Data records
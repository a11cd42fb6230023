//! Consumed editor interfaces (`spec.md` §6) — design-level contracts the
//! export driver reads from, not code the driver owns. An adapter living
//! outside this crate implements these traits over whatever in-memory or
//! on-disk project format the editor uses.

/// A painted annotation layer, read with [`Tile::get_layer_value`] or
/// [`Tile::get_bit_layer`] (`spec.md` §4.6 step 1, §6).
#[derive(Debug, Clone, Copy, PartialEq, Eq, Hash)]
pub enum Layer {
    /// Painted biome id, or [`crate::registry::biome::AUTOMATIC`].
    Biome,
    /// Painted fluid type: `0` = none, otherwise an editor-defined fluid id.
    Fluid,
    /// Painted environment override, or `0` for "inherit from terrain".
    Environment,
    /// Painted spawn/entity tag value.
    Entity,
    /// Painted prefab reference value.
    Prefab,
    /// Legacy single-bit "flood with lava" flag, read via [`Tile::get_bit_layer`].
    FloodWithLava,
}

/// One 128×128-block editor tile (`spec.md` §4.6).
pub trait Tile {
    fn get_height(&self, x: i32, z: i32) -> i32;
    fn get_water_level(&self, x: i32, z: i32) -> i32;
    fn get_terrain(&self, x: i32, z: i32) -> usize;
    fn get_layer_value(&self, layer: Layer, x: i32, z: i32) -> i32;
    fn get_bit_layer(&self, layer: Layer, x: i32, z: i32) -> bool;
}

/// One editor dimension: a sparse grid of [`Tile`]s sharing a seed and Y range.
pub trait Dimension {
    type Tile: Tile;

    fn tile_coords(&self) -> Vec<(i32, i32)>;
    fn get_tile(&self, tx: i32, tz: i32) -> Option<&Self::Tile>;
    fn minecraft_seed(&self) -> i64;
    fn min_height(&self) -> i32;
    fn max_height(&self) -> i32;
    /// The Y at which a ceiling dimension's bedrock lid hangs, if any
    /// (`spec.md` §4.6 "Ceiling dimension").
    fn ceiling_height(&self) -> Option<i32> {
        None
    }
    /// Custom-object layers to run through [`PrefabEditor::add_features`]
    /// after the region's base terrain is populated. Empty for dimensions
    /// with no custom-object exporters.
    fn custom_object_layer_count(&self) -> usize {
        0
    }

    /// The actual layer exporters backing [`Dimension::custom_object_layer_count`]
    /// (`spec.md` §4.6 "Custom objects"). Default empty, matching the default count.
    fn custom_object_layers(&self) -> Vec<&dyn PrefabEditor> {
        Vec::new()
    }
}

/// Which dimension a [`World`] should be read from (`spec.md` §6).
#[derive(Debug, Clone, Copy, PartialEq, Eq)]
pub enum DimensionAnchor {
    Surface,
    Ceiling,
}

/// Whether the editor's project is Creative or Adventure
/// (`spec.md` §6 `config.json`).
#[derive(Debug, Clone, Copy, PartialEq, Eq)]
pub enum GameType {
    Adventure,
    Creative,
}

/// The top-level editor project being exported.
pub trait World {
    type Dimension: Dimension;

    /// World-space spawn column, if the project defines one.
    fn spawn_point(&self) -> Option<(i32, i32)>;
    fn game_type(&self) -> GameType;
    /// Free-form project attributes (used for things like world UUID).
    fn attribute(&self, key: &str) -> Option<String>;
    fn dimension(&self, anchor: DimensionAnchor) -> Option<&Self::Dimension>;
}

/// A fixup a [`PrefabEditor`] wants applied after placement; returned across
/// a region boundary is discarded with a log note (`spec.md` §6, §9: custom
/// objects are single-region scope).
#[derive(Debug, Clone)]
pub struct Fixup {
    pub x: i32,
    pub y: i32,
    pub z: i32,
    pub note: String,
}

/// Absolute-coordinate view over the in-memory chunk map of one region, as
/// handed to a [`PrefabEditor`] (`spec.md` §9 "Custom-object placement").
pub trait ChunkWorld {
    fn read_block(&self, x: i32, y: i32, z: i32) -> &'static str;
    fn write_block(&mut self, x: i32, y: i32, z: i32, block_id: &str);
    fn add_entity(&mut self, x: i32, y: i32, z: i32, type_id: &str);
}

/// A custom-object layer exporter (`spec.md` §6, §4.6 "Custom objects").
pub trait PrefabEditor {
    /// `area` is the editor-tile rectangle the layer covers; `bounds` is the
    /// Hytale-chunk rectangle of the region being populated.
    fn add_features(&self, area: crate::geometry::Rect, bounds: crate::geometry::Rect, chunk_world: &mut dyn ChunkWorld) -> Vec<Fixup>;
}
//! `EntityChunk` (`spec.md` §3, §4.4).

use bson::{Bson, Document};
use uuid::Uuid;

use crate::chunk::{Chunk, Entity, SpawnMarker};
use crate::registry::entity_type;

fn position_doc((x, y, z): (f64, f64, f64)) -> Document {
    let mut d = Document::new();
    d.insert("x", x);
    d.insert("y", y);
    d.insert("z", z);
    d
}

fn rotation_doc((yaw, pitch, roll): (f32, f32, f32)) -> Document {
    let mut d = Document::new();
    d.insert("Yaw", yaw as f64);
    d.insert("Pitch", pitch as f64);
    d.insert("Roll", roll as f64);
    d
}

fn entity_doc(entity: &Entity) -> Document {
    let mut d = Document::new();
    d.insert("Type", entity.type_id);
    d.insert("Uuid", entity.uuid.to_string());
    d.insert("Position", position_doc(entity.position));
    d.insert("Rotation", rotation_doc(entity.rotation));
    if let Some(marker) = &entity.spawn_marker {
        let mut m = Document::new();
        m.insert("SpawnMarkerId", marker.spawn_marker_id.clone());
        m.insert("RespawnTimeS", marker.respawn_time_s as f64);
        m.insert("SpawnCount", marker.spawn_count);
        m.insert("SpawnRadius", marker.spawn_radius as f64);
        m.insert("Active", marker.active);
        m.insert("DespawnWhenFar", marker.despawn_when_far);
        d.insert("SpawnMarker", m);
    }
    d
}

pub fn encode(chunk: &Chunk) -> Document {
    let entities: Vec<Bson> = chunk.entities().iter().map(|e| Bson::Document(entity_doc(e))).collect();
    let mut d = Document::new();
    d.insert("Entities", Bson::Array(entities));
    d
}

fn entity_from_doc(doc: &Document) -> Option<Entity> {
    let type_name = doc.get_str("Type").ok()?;
    let type_id = entity_type::by_id(type_name)?.id;
    let uuid = Uuid::parse_str(doc.get_str("Uuid").ok()?).ok()?;

    let pos = doc.get_document("Position").ok()?;
    let position = (pos.get_f64("x").ok()?, pos.get_f64("y").ok()?, pos.get_f64("z").ok()?);

    let rot = doc.get_document("Rotation").ok()?;
    let rotation = (
        rot.get_f64("Yaw").ok()? as f32,
        rot.get_f64("Pitch").ok()? as f32,
        rot.get_f64("Roll").ok()? as f32,
    );

    let spawn_marker = doc.get_document("SpawnMarker").ok().map(|m| SpawnMarker {
        spawn_marker_id: m.get_str("SpawnMarkerId").unwrap_or_default().to_string(),
        respawn_time_s: m.get_f64("RespawnTimeS").unwrap_or(0.0) as f32,
        spawn_count: m.get_i32("SpawnCount").unwrap_or(0),
        spawn_radius: m.get_f64("SpawnRadius").unwrap_or(0.0) as f32,
        active: m.get_bool("Active").unwrap_or(true),
        despawn_when_far: m.get_bool("DespawnWhenFar").unwrap_or(false),
    });

    Some(Entity { uuid, type_id, position, rotation, spawn_marker })
}

/// Reverses [`encode`], reconstructing every entity the `Entities` array
/// holds a recognized type for. Entries whose `Type` is absent from the
/// registry are skipped rather than failing the whole chunk read.
pub fn decode(doc: &Document) -> Vec<Entity> {
    doc.get_array("Entities")
        .map(|arr| arr.iter().filter_map(|b| b.as_document()).filter_map(entity_from_doc).collect())
        .unwrap_or_default()
}

#[cfg(test)]
mod tests {
    use super::*;

    #[test]
    fn player_spawn_carries_marker_subdoc() {
        let mut chunk = Chunk::new(0, 0, 0, 320);
        chunk.add_entity(Entity::player_spawn(10, 64, 10));
        let doc = encode(&chunk);
        let entities = doc.get_array("Entities").unwrap();
        assert_eq!(entities.len(), 1);
        let entity = entities[0].as_document().unwrap();
        assert_eq!(entity.get_str("Type").unwrap(), "PlayerSpawn");
        assert!(entity.contains_key("SpawnMarker"));
    }

    #[test]
    fn empty_chunk_has_no_entities() {
        let chunk = Chunk::new(0, 0, 0, 320);
        let doc = encode(&chunk);
        assert!(doc.get_array("Entities").unwrap().is_empty());
    }

    #[test]
    fn decode_reverses_encode() {
        let mut chunk = Chunk::new(0, 0, 0, 320);
        chunk.add_entity(Entity::player_spawn(10, 64, 10));
        let doc = encode(&chunk);
        let entities = decode(&doc);
        assert_eq!(entities.len(), 1);
        assert_eq!(entities[0].type_id, "PlayerSpawn");
        assert_eq!(entities[0].position, (10.5, 65.0, 10.5));
        assert!(entities[0].spawn_marker.is_some());
    }
}
//! Static environment catalog (`spec.md` §4.1).

#[derive(Debug, Clone, Copy, PartialEq, Eq)]
pub enum EnvironmentCategory {
    Surface,
    Underground,
    Aquatic,
}

#[derive(Debug, Clone, Copy, PartialEq, Eq)]
pub struct EnvironmentDef {
    pub id: u32,
    pub name: &'static str,
    pub display_name: &'static str,
    pub parent_name: Option<&'static str>,
    pub water_tint_hex: Option<&'static str>,
    pub spawn_density: f32,
    pub category: EnvironmentCategory,
}

pub static ENVIRONMENTS: &[EnvironmentDef] = &[
    EnvironmentDef {
        id: 1,
        name: "Env_Zone1_Plains",
        display_name: "Plains",
        parent_name: None,
        water_tint_hex: Some("#3F76E4"),
        spawn_density: 1.0,
        category: EnvironmentCategory::Surface,
    },
    EnvironmentDef {
        id: 2,
        name: "Env_Zone1_Forest",
        display_name: "Forest",
        parent_name: Some("Env_Zone1_Plains"),
        water_tint_hex: Some("#3F76E4"),
        spawn_density: 1.2,
        category: EnvironmentCategory::Surface,
    },
    EnvironmentDef {
        id: 3,
        name: "Env_Zone2_Desert",
        display_name: "Desert",
        parent_name: None,
        water_tint_hex: Some("#5C8FC7"),
        spawn_density: 0.6,
        category: EnvironmentCategory::Surface,
    },
    EnvironmentDef {
        id: 4,
        name: "Env_Zone3_Mountain",
        display_name: "Mountain",
        parent_name: None,
        water_tint_hex: Some("#3F76E4"),
        spawn_density: 0.5,
        category: EnvironmentCategory::Surface,
    },
    EnvironmentDef {
        id: 5,
        name: "Env_Zone1_Ocean",
        display_name: "Ocean",
        parent_name: None,
        water_tint_hex: Some("#1E4E8C"),
        spawn_density: 0.8,
        category: EnvironmentCategory::Aquatic,
    },
    EnvironmentDef {
        id: 6,
        name: "Env_Zone2_Swamp",
        display_name: "Swamp",
        parent_name: Some("Env_Zone1_Plains"),
        water_tint_hex: Some("#4E6B4A"),
        spawn_density: 1.4,
        category: EnvironmentCategory::Surface,
    },
];

pub const DEFAULT: &str = "Env_Zone1_Plains";

pub fn by_id(id: u32) -> Option<&'static EnvironmentDef> {
    ENVIRONMENTS.iter().find(|e| e.id == id)
}

pub fn by_name(name: &str) -> Option<&'static EnvironmentDef> {
    ENVIRONMENTS.iter().find(|e| e.name == name)
}

#[cfg(test)]
mod tests {
    use super::*;

    #[test]
    fn plains_environment_is_surface() {
        let env = by_name(DEFAULT).unwrap();
        assert_eq!(env.category, EnvironmentCategory::Surface);
        assert_eq!(env.id, 1);
    }

    #[test]
    fn ids_are_1_based() {
        assert!(ENVIRONMENTS.iter().all(|e| e.id >= 1));
    }
}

To do:
In the preceding records, how many lines include the word "enum"? Reply with the number only.

Result of the task:
4